WASP provides us with the means to establish solid research (both basic and applied) in important areas. The program also makes clear that Sweden as a country finds it very important to be engaged in this research. WASP fosters a good network within Sweden in important areas and across different sectors and organizations. As an individual researcher WASP offers substantial funding opportunities for turning good ideas into new results.
I build mathematical models from measured data. These models are then used either to understand a particular phenomenon or to automatically steer it into a desired state. I take active interest in both basic and applied research.
I am very excited about our new textbook “Machine Learning – A First Course for Engineers and Scientists” that we published with Cambridge University Press earlier this year (freely available: http://smlbook.org/). The book is the result of a course we have developed here at Uppsala University since 2016 and now offer routinely to our engineering students in particular.

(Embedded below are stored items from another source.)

use std::path::PathBuf;

use serde::Deserialize;

use crate::store::RepeatMode;

/// Top-level application settings loaded from `config.toml`.
///
/// File format: TOML
/// Default path (Linux/XDG): `$XDG_CONFIG_HOME/encore/config.toml` or `~/.config/encore/config.toml`
///
/// Precedence (highest wins):
/// 1) Environment variables (prefix `ENCORE__`, `__` as nested separator)
/// 2) Config file (if present)
/// 3) Struct defaults
#[derive(Debug, Clone, Default, Deserialize)]
#[serde(default)]
pub struct Settings {
    pub api: ApiSettings,
    pub audio: AudioSettings,
    pub ui: UiSettings,
    pub controls: ControlsSettings,
    pub playback: PlaybackSettings,
    pub library: LibrarySettings,
    pub logging: LoggingSettings,
}

#[derive(Debug, Clone, Deserialize)]
#[serde(default)]
pub struct ApiSettings {
    /// Base URL of the streaming API, e.g. `https://music.example/api`.
    /// When unset, a local directory is used as the track source instead.
    pub base_url: Option<String>,
    /// Bearer token sent on every request. Opaque to this client.
    pub token: Option<String>,
    /// Id of the signed-in user (favourites, role, playlists).
    pub user_id: Option<String>,
    /// Per-request timeout (seconds).
    pub timeout_secs: u64,
    /// Locators under this prefix are deleted along with their records.
    pub storage_base_url: Option<String>,
}

impl Default for ApiSettings {
    fn default() -> Self {
        Self {
            base_url: None,
            token: None,
            user_id: None,
            timeout_secs: 10,
            storage_base_url: None,
        }
    }
}

#[derive(Debug, Clone, Deserialize)]
#[serde(default)]
pub struct AudioSettings {
    /// Crossfade duration when switching tracks (milliseconds).
    /// Set to 0 to disable crossfade.
    pub crossfade_ms: u64,
    /// Number of steps used to fade volumes (higher = smoother, more CPU).
    pub crossfade_steps: u64,
    /// Fade-out duration when quitting (milliseconds).
    /// Set to 0 to stop immediately.
    pub quit_fade_out_ms: u64,
    /// How often elapsed time is reported while playing (milliseconds).
    pub progress_interval_ms: u64,
}

impl Default for AudioSettings {
    fn default() -> Self {
        Self {
            crossfade_ms: 250,
            crossfade_steps: 10,
            quit_fade_out_ms: 500,
            progress_interval_ms: 250,
        }
    }
}

#[derive(Debug, Clone, Deserialize)]
#[serde(default)]
pub struct UiSettings {
    /// The text rendered inside the top header box.
    pub header_text: String,

    /// Whether the cursor starts in "follow playback" mode.
    pub follow_playback: bool,

    /// Which track fields to show in the now-playing line, and in what order.
    ///
    /// Example: ["artist", "title", "album"]
    pub now_playing_track_fields: Vec<TrackDisplayField>,

    /// Separator used to join `now_playing_track_fields`.
    pub now_playing_track_separator: String,

    /// Which time fields to show for the now-playing line, and in what order.
    ///
    /// Example: ["elapsed", "total", "remaining"]
    pub now_playing_time_fields: Vec<TimeField>,

    /// Separator used to join `now_playing_time_fields`.
    pub now_playing_time_separator: String,

    /// How long notices stay on screen (seconds).
    pub toast_secs: u64,

    /// How often the featured track rotates (seconds). 0 disables rotation.
    pub spotlight_secs: u64,

    /// Start in the compact status-and-progress layout.
    pub mini_player: bool,
}

impl Default for UiSettings {
    fn default() -> Self {
        Self {
            header_text: " ~ encore ~ ".to_string(),
            follow_playback: true,
            now_playing_track_fields: vec![TrackDisplayField::Display],
            now_playing_track_separator: " - ".to_string(),
            now_playing_time_fields: vec![TimeField::Elapsed, TimeField::Total, TimeField::Remaining],
            now_playing_time_separator: " / ".to_string(),
            toast_secs: 4,
            spotlight_secs: 30,
            mini_player: false,
        }
    }
}

#[derive(Debug, Clone, Deserialize)]
#[serde(default)]
pub struct ControlsSettings {
    /// Number of seconds to seek when pressing the left/right arrows.
    pub seek_seconds: u64,
    /// Volume change per up/down arrow press.
    pub volume_step: f32,
}

impl Default for ControlsSettings {
    fn default() -> Self {
        Self {
            seek_seconds: 10,
            volume_step: 0.1,
        }
    }
}

#[derive(Debug, Clone, Deserialize)]
#[serde(default)]
pub struct PlaybackSettings {
    /// Starting volume when no persisted state exists.
    pub volume: f32,
    /// Whether shuffle starts enabled.
    pub shuffle: bool,
    /// Default repeat mode.
    pub repeat: RepeatMode,
    /// Remember volume, shuffle and repeat across sessions.
    pub persist_state: bool,
}

impl Default for PlaybackSettings {
    fn default() -> Self {
        Self {
            volume: 0.8,
            shuffle: false,
            repeat: RepeatMode::None,
            persist_state: true,
        }
    }
}

#[derive(Debug, Copy, Clone, PartialEq, Eq, Deserialize)]
#[serde(rename_all = "kebab-case")]
pub enum TimeField {
    Elapsed,
    Total,
    Remaining,
}

#[derive(Debug, Copy, Clone, PartialEq, Eq, Deserialize)]
#[serde(rename_all = "kebab-case")]
pub enum TrackDisplayField {
    /// "artist - title".
    Display,
    Title,
    Artist,
    Album,
    /// Last segment of the media locator, without extension.
    Filename,
    #[serde(alias = "path", alias = "url")]
    Locator,
}

#[derive(Debug, Clone, Deserialize)]
#[serde(default)]
pub struct LibrarySettings {
    /// File extensions to treat as audio (case-insensitive, without dot).
    pub extensions: Vec<String>,
    /// Whether to follow symlinks during scanning.
    pub follow_links: bool,
    /// Whether to include hidden files/directories (dotfiles).
    pub include_hidden: bool,
    /// Whether to recurse into subdirectories.
    pub recursive: bool,
    /// Optional cap on directory recursion depth.
    pub max_depth: Option<usize>,

    /// Which fields to use to build `Track.display` and its ordering.
    ///
    /// Example: ["artist", "title"] -> "Artist - Title"
    pub display_fields: Vec<TrackDisplayField>,
    /// Separator used to join `display_fields`.
    pub display_separator: String,
}

impl Default for LibrarySettings {
    fn default() -> Self {
        Self {
            extensions: vec!["mp3".into(), "flac".into(), "wav".into(), "ogg".into()],
            follow_links: true,
            include_hidden: true,
            recursive: true,
            max_depth: None,
            display_fields: vec![TrackDisplayField::Artist, TrackDisplayField::Title],
            display_separator: " - ".to_string(),
        }
    }
}

#[derive(Debug, Clone, Deserialize)]
#[serde(default)]
pub struct LoggingSettings {
    /// Default filter directive, overridden by `ENCORE_LOG`.
    pub level: String,
    /// Log file. Defaults to `encore.log` next to the persisted state.
    pub file: Option<PathBuf>,
}

impl Default for LoggingSettings {
    fn default() -> Self {
        Self {
            level: "info".to_string(),
            file: None,
        }
    }
}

When it comes to a more surprising results, we recently submitted the following paper: Antônio H Ribeiro, Dave Zachariah, Thomas B Schön. Surprises in adversarially-trained linear regression. arXiv:2205.12695 (link: https://arxiv.org/pdf/2205.12695.pdf). Here we look into the by now rather well-known fact that state-of-the-art machine learning models can be vulnerable to very small input perturbations that are adversarially constructed. Adversarial training is one of the most effective approaches to defend against such examples. We formulate the training problem as an instance of robust regression and we also study adversarial training in the overparameterized regime, i.e. when there are more parameters than data. These are rather detailed results, but I find it intriguing since it opens up for more analysis and basic understanding on an important topic, some of which we also do in the paper above, but it is just a start.
The most immediate potential that I see is in the work we do jointly with our friends in medicine. More specifically, we have over the past four years worked on the automatic interpretation of electrocardiogram (ECG) measurements of the heart’s rhythm and electrical activity (see e.g. https://www.nature.com/articles/s41467-020-15432-4). We actively work towards putting these results into use in various ways in health care over the coming five years or so (for example via an ERC advance grant of my collaborator Johan Sundström). I also very much hope that the basic research we do when it comes to developing and analyzing new models and algorithms become useful to society in the years to come. Here, the most concrete examples are perhaps via my industrial PhD students.